**Data shown:**
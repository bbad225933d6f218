pub struct Texture {
    pub texture: wgpu::Texture,
    pub view: wgpu::TextureView,
    pub sampler: wgpu::Sampler,
    pub size: (u32, u32),
}

impl Texture {
    /// Decode an encoded image (PNG) and upload it as sRGB RGBA8.
    pub fn from_bytes(
        device: &wgpu::Device,
        queue: &wgpu::Queue,
        bytes: &[u8],
        label: &str,
    ) -> Result<Self, String> {
        let image = image::load_from_memory(bytes)
            .map_err(|e| format!("Failed to decode texture '{label}': {e}"))?
            .to_rgba8();
        let (width, height) = image.dimensions();
        Ok(Self::from_rgba8(device, queue, &image, width, height, label))
    }

    pub fn from_rgba8(
        device: &wgpu::Device,
        queue: &wgpu::Queue,
        rgba: &[u8],
        width: u32,
        height: u32,
        label: &str,
    ) -> Self {
        let size = wgpu::Extent3d {
            width,
            height,
            depth_or_array_layers: 1,
        };
        let texture = device.create_texture(&wgpu::TextureDescriptor {
            label: Some(label),
            size,
            mip_level_count: 1,
            sample_count: 1,
            dimension: wgpu::TextureDimension::D2,
            format: wgpu::TextureFormat::Rgba8UnormSrgb,
            usage: wgpu::TextureUsages::TEXTURE_BINDING | wgpu::TextureUsages::COPY_DST,
            view_formats: &[],
        });

        queue.write_texture(
            wgpu::TexelCopyTextureInfo {
                texture: &texture,
                mip_level: 0,
                origin: wgpu::Origin3d::ZERO,
                aspect: wgpu::TextureAspect::All,
            },
            rgba,
            wgpu::TexelCopyBufferLayout {
                offset: 0,
                bytes_per_row: Some(4 * width),
                rows_per_image: Some(height),
            },
            size,
        );

        let view = texture.create_view(&wgpu::TextureViewDescriptor::default());
        let sampler = device.create_sampler(&wgpu::SamplerDescriptor {
            label: Some(label),
            address_mode_u: wgpu::AddressMode::ClampToEdge,
            address_mode_v: wgpu::AddressMode::ClampToEdge,
            address_mode_w: wgpu::AddressMode::ClampToEdge,
            mag_filter: wgpu::FilterMode::Linear,
            min_filter: wgpu::FilterMode::Linear,
            mipmap_filter: wgpu::FilterMode::Nearest,
            ..Default::default()
        });

        log::debug!("Uploaded texture '{}' ({}x{})", label, width, height);

        Self {
            texture,
            view,
            sampler,
            size: (width, height),
        }
    }
}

**Problem requirements:**
Would you print all of the records exactly as they were given?

**Task answer:**
repository bbad225933d6f218
pub struct Texture {
    pub texture: wgpu::Texture,
    pub view: wgpu::TextureView,
    pub sampler: wgpu::Sampler,
    pub size: (u32, u32),
}

impl Texture {
    /// Decode an encoded image (PNG) and upload it as sRGB RGBA8.
    pub fn from_bytes(
        device: &wgpu::Device,
        queue: &wgpu::Queue,
        bytes: &[u8],
        label: &str,
    ) -> Result<Self, String> {
        let image = image::load_from_memory(bytes)
            .map_err(|e| format!("Failed to decode texture '{label}': {e}"))?
            .to_rgba8();
        let (width, height) = image.dimensions();
        Ok(Self::from_rgba8(device, queue, &image, width, height, label))
    }

    pub fn from_rgba8(
        device: &wgpu::Device,
        queue: &wgpu::Queue,
        rgba: &[u8],
        width: u32,
        height: u32,
        label: &str,
    ) -> Self {
        let size = wgpu::Extent3d {
            width,
            height,
            depth_or_array_layers: 1,
        };
        let texture = device.create_texture(&wgpu::TextureDescriptor {
            label: Some(label),
            size,
            mip_level_count: 1,
            sample_count: 1,
            dimension: wgpu::TextureDimension::D2,
            format: wgpu::TextureFormat::Rgba8UnormSrgb,
            usage: wgpu::TextureUsages::TEXTURE_BINDING | wgpu::TextureUsages::COPY_DST,
            view_formats: &[],
        });

        queue.write_texture(
            wgpu::TexelCopyTextureInfo {
                texture: &texture,
                mip_level: 0,
                origin: wgpu::Origin3d::ZERO,
                aspect: wgpu::TextureAspect::All,
            },
            rgba,
            wgpu::TexelCopyBufferLayout {
                offset: 0,
                bytes_per_row: Some(4 * width),
                rows_per_image: Some(height),
            },
            size,
        );

        let view = texture.create_view(&wgpu::TextureViewDescriptor::default());
        let sampler = device.create_sampler(&wgpu::SamplerDescriptor {
            label: Some(label),
            address_mode_u: wgpu::AddressMode::ClampToEdge,
            address_mode_v: wgpu::AddressMode::ClampToEdge,
            address_mode_w: wgpu::AddressMode::ClampToEdge,
            mag_filter: wgpu::FilterMode::Linear,
            min_filter: wgpu::FilterMode::Linear,
            mipmap_filter: wgpu::FilterMode::Nearest,
            ..Default::default()
        });

        log::debug!("Uploaded texture '{}' ({}x{})", label, width, height);

        Self {
            texture,
            view,
            sampler,
            size: (width, height),
        }
    }
}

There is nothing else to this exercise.